2.3 马蹄大黄总酚、总黄酮及抗氧化能力分析

各干燥条件下马蹄大黄甲醇提取液的总酚、总黄酮含量及抗氧化能力（DPPH、FRAP、ABTS）对比如表3 所示。通过相关性分析，发现总酚和总黄酮之间具有良好的相关性（相关系数，r2= 0.787），而总酚、总黄酮与总蒽醌类成分的相关性较差。本研究中马蹄大黄甲醇提取物中除蒽醌类物质外，马蹄大黄提取液中存在其他的酚类或黄酮类成分。前人研究表明，大黄药材中存在没食子酸、儿茶素、表儿茶素、表儿茶素没食子酸酯、白藜芦醇葡萄糖苷等其他酚类化合物，其中儿茶素是主要成分[22-23]。相同温度下，连续干燥马蹄大黄的各抗氧化能力要优于间歇干燥，可能与糖苷键的水解有关，糖苷键对酚类成分抗氧化性能尤为重要[24]。对比抗氧化能力，80 ℃连续干燥的马蹄大黄具有最强的DPPH、ABTS 自由基清除能力，50 ℃连续干燥的马蹄大黄具有最优的铁离子还原能力，但整组实验的铁离子清除能力无显著差异。
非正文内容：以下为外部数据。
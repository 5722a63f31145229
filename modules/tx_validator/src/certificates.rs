//! Certificate processing against the scratch ledger
//!
//! `charge` prices a certificate for the transaction balance, `apply` performs it. Both
//! run in list order, so a certificate sees the effects of the ones before it.

use crate::context::ScratchLedger;
use emulator_common::{
    protocol_params::ProtocolParams,
    validation::{ValidationError, ValidationResult},
    DRepChoice, Epoch, Lovelace, NetworkId, StakeAddress, TxCertificate,
};
use tracing::debug;

/// Balance contribution of a certificate: deposits are produced, refunds consumed
#[derive(Debug, Default, Clone, Copy, PartialEq, Eq)]
pub struct CertificateCharge {
    pub deposit: Lovelace,
    pub refund: Lovelace,
}

impl CertificateCharge {
    fn deposit(deposit: Lovelace) -> Self {
        Self { deposit, refund: 0 }
    }

    fn refund(refund: Lovelace) -> Self {
        Self { deposit: 0, refund }
    }
}

/// Epochs a DRep stays active without voting or updating
pub fn drep_activity(params: &ProtocolParams) -> u32 {
    u32::try_from(params.drep_inactivity_period).unwrap_or(u32::MAX)
}

fn check_deposit(expected: Lovelace, found: Lovelace) -> ValidationResult {
    if expected != found {
        return Err(Box::new(ValidationError::WrongDeposit { expected, found }));
    }
    Ok(())
}

fn recorded_stake_deposit(ledger: &ScratchLedger, account: &StakeAddress) -> ValidationResult<Lovelace> {
    ledger.accounts.get_account(account).map(|a| a.deposit).ok_or_else(|| {
        Box::new(ValidationError::StakeNotRegistered { account: *account })
    })
}

/// Deposit charged or refund released by a certificate, checking declared amounts
pub fn charge(
    cert: &TxCertificate,
    params: &ProtocolParams,
    ledger: &ScratchLedger,
) -> ValidationResult<CertificateCharge> {
    let charge = match cert {
        TxCertificate::StakeRegistration(_) => CertificateCharge::deposit(params.key_deposit),
        TxCertificate::Registration(reg) => {
            check_deposit(params.key_deposit, reg.deposit)?;
            CertificateCharge::deposit(reg.deposit)
        }
        TxCertificate::StakeRegistrationAndDelegation(reg) => {
            check_deposit(params.key_deposit, reg.deposit)?;
            CertificateCharge::deposit(reg.deposit)
        }
        TxCertificate::StakeRegistrationAndVoteDelegation(reg) => {
            check_deposit(params.key_deposit, reg.deposit)?;
            CertificateCharge::deposit(reg.deposit)
        }
        TxCertificate::StakeRegistrationAndStakeAndVoteDelegation(reg) => {
            check_deposit(params.key_deposit, reg.deposit)?;
            CertificateCharge::deposit(reg.deposit)
        }
        TxCertificate::StakeDeregistration(account) => {
            CertificateCharge::refund(recorded_stake_deposit(ledger, account)?)
        }
        TxCertificate::Deregistration(dereg) => {
            let recorded = recorded_stake_deposit(ledger, &dereg.stake_address)?;
            if recorded != dereg.refund {
                return Err(Box::new(ValidationError::WrongRefund {
                    expected: recorded,
                    found: dereg.refund,
                }));
            }
            CertificateCharge::refund(recorded)
        }
        TxCertificate::PoolRegistration(reg) => {
            if ledger.accounts.is_pool_registered(&reg.operator) {
                CertificateCharge::default()
            } else {
                CertificateCharge::deposit(params.pool_deposit)
            }
        }
        TxCertificate::DRepRegistration(reg) => {
            check_deposit(params.drep_deposit, reg.deposit)?;
            CertificateCharge::deposit(reg.deposit)
        }
        TxCertificate::DRepDeregistration(dereg) => {
            let drep = ledger
                .dreps
                .get_drep(&dereg.credential)
                .filter(|d| d.registered)
                .ok_or_else(|| {
                    Box::new(ValidationError::DRepNotRegistered {
                        credential: dereg.credential,
                    })
                })?;
            if drep.deposit != dereg.refund {
                return Err(Box::new(ValidationError::WrongRefund {
                    expected: drep.deposit,
                    found: dereg.refund,
                }));
            }
            CertificateCharge::default()
        }
        // Pool and DRep deposits return through the reward account, not the transaction
        TxCertificate::PoolRetirement(_)
        | TxCertificate::StakeDelegation(_)
        | TxCertificate::VoteDelegation(_)
        | TxCertificate::StakeAndVoteDelegation(_)
        | TxCertificate::AuthCommitteeHot(_)
        | TxCertificate::ResignCommitteeCold(_)
        | TxCertificate::DRepUpdate(_) => CertificateCharge::default(),
    };
    Ok(charge)
}

fn delegate_vote(ledger: &mut ScratchLedger, account: &StakeAddress, drep: &DRepChoice) -> ValidationResult {
    if let Some(credential) = drep.credential() {
        if !ledger.dreps.is_registered(&credential) {
            return Err(Box::new(ValidationError::UnknownDRep { credential }));
        }
    }
    ledger.accounts.record_drep_delegation(account, drep)
}

/// Apply a certificate to the scratch ledger
pub fn apply(
    cert: &TxCertificate,
    ledger: &mut ScratchLedger,
    params: &ProtocolParams,
    epoch: Epoch,
    network: NetworkId,
) -> ValidationResult {
    debug!("Applying {} certificate", cert.get_cert_name());
    match cert {
        TxCertificate::StakeRegistration(account) => {
            ledger.accounts.register_stake_address(account, params.key_deposit)?;
        }
        TxCertificate::Registration(reg) => {
            ledger.accounts.register_stake_address(&reg.stake_address, reg.deposit)?;
        }
        TxCertificate::StakeDeregistration(account) => {
            ledger.accounts.deregister_stake_address(account, None)?;
        }
        TxCertificate::Deregistration(dereg) => {
            ledger.accounts.deregister_stake_address(&dereg.stake_address, Some(dereg.refund))?;
        }
        TxCertificate::StakeDelegation(delegation) => {
            ledger.accounts.record_stake_delegation(&delegation.stake_address, &delegation.operator)?;
        }
        TxCertificate::VoteDelegation(delegation) => {
            delegate_vote(ledger, &delegation.stake_address, &delegation.drep)?;
        }
        TxCertificate::StakeAndVoteDelegation(delegation) => {
            ledger.accounts.record_stake_delegation(&delegation.stake_address, &delegation.operator)?;
            delegate_vote(ledger, &delegation.stake_address, &delegation.drep)?;
        }
        TxCertificate::StakeRegistrationAndDelegation(reg) => {
            ledger.accounts.register_stake_address(&reg.stake_address, reg.deposit)?;
            ledger.accounts.record_stake_delegation(&reg.stake_address, &reg.operator)?;
        }
        TxCertificate::StakeRegistrationAndVoteDelegation(reg) => {
            ledger.accounts.register_stake_address(&reg.stake_address, reg.deposit)?;
            delegate_vote(ledger, &reg.stake_address, &reg.drep)?;
        }
        TxCertificate::StakeRegistrationAndStakeAndVoteDelegation(reg) => {
            ledger.accounts.register_stake_address(&reg.stake_address, reg.deposit)?;
            ledger.accounts.record_stake_delegation(&reg.stake_address, &reg.operator)?;
            delegate_vote(ledger, &reg.stake_address, &reg.drep)?;
        }
        TxCertificate::PoolRegistration(reg) => {
            ledger.accounts.register_pool(reg, params.pool_deposit)?;
        }
        TxCertificate::PoolRetirement(retirement) => {
            ledger.accounts.retire_pool(&retirement.operator)?;
        }
        TxCertificate::AuthCommitteeHot(auth) => {
            ledger.committee.authorize_hot(&auth.cold_credential, &auth.hot_credential)?;
        }
        TxCertificate::ResignCommitteeCold(resign) => {
            ledger.committee.resign(&resign.cold_credential)?;
        }
        TxCertificate::DRepRegistration(reg) => {
            ledger.dreps.register(
                &reg.credential,
                reg.deposit,
                params.drep_deposit,
                reg.anchor.clone(),
                epoch,
                drep_activity(params),
            )?;
            ledger.accounts.charge_deposit(reg.deposit)?;
        }
        TxCertificate::DRepDeregistration(dereg) => {
            let deposit = ledger.dreps.deregister(&dereg.credential, dereg.refund)?;
            let reward_account = StakeAddress::new(dereg.credential, network);
            ledger.accounts.refund_deposit(&reward_account, deposit)?;
        }
        TxCertificate::DRepUpdate(update) => {
            ledger.dreps.update(&update.credential, update.anchor.clone(), epoch, drep_activity(params))?;
        }
    }
    Ok(())
}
表3 不同干燥条件下马蹄大黄总酚、总黄酮及抗氧化能力对比Table 3 Comparison of total phenolic content, total flavonoid content and antioxidant capacity of horseshoe shaped Rheum officinale Baill. under different drying conditions

3 讨论与结论

恩施利川的马蹄大黄饱满、粗壮，难以干燥，干燥速率是制约其产地加工的重要因素。本研究按市场对马蹄大黄原料的要求，将其切成厚片（4～5 cm），进行连续热风干燥和间歇热风干燥（模拟发汗工艺）。研究结果表明，马蹄大黄中有14 种活性成分，包含11 种蒽醌类成分，马蹄大黄中的蒽醌类成分多以糖苷的形式存在，与前人的研究基本一致[25]。提高干燥温度或减小切片厚度，能减少大黄加热时间，最大程度保留结合型蒽醌，从而定向加工出清热泻火型大黄[9]。本研究发现干燥过程中蒽醌类成分的糖苷键逐渐水解，形成游离的苷元，干燥速率越慢，糖苷水解越严重。糖苷键对酚类成分抗氧化性能尤为重要，这一水解过程可能影响后续大黄提取成分的抗氧化能力。

各干燥条件下，80 ℃连续干燥，马蹄大黄蒽醌类成分总量最多，60 ℃间歇干燥蒽醌类成分总量最少。相同温度下，间歇干燥充分利用余热，干燥马蹄大黄能耗小于连续干燥，但连续干燥的蒽醌成分含量、抗氧化性能均要优于间歇干燥。80 ℃连续干燥马蹄大黄，干燥速率快，总蒽醌、总酚、总黄酮含量高，抗氧化能力强，最适于马蹄大黄的干燥。本文仅针对2019 年11 月采收的三年生大黄进行研究，不同成熟期和采收时间的马蹄大黄的干燥工艺需要进一步研究、验证。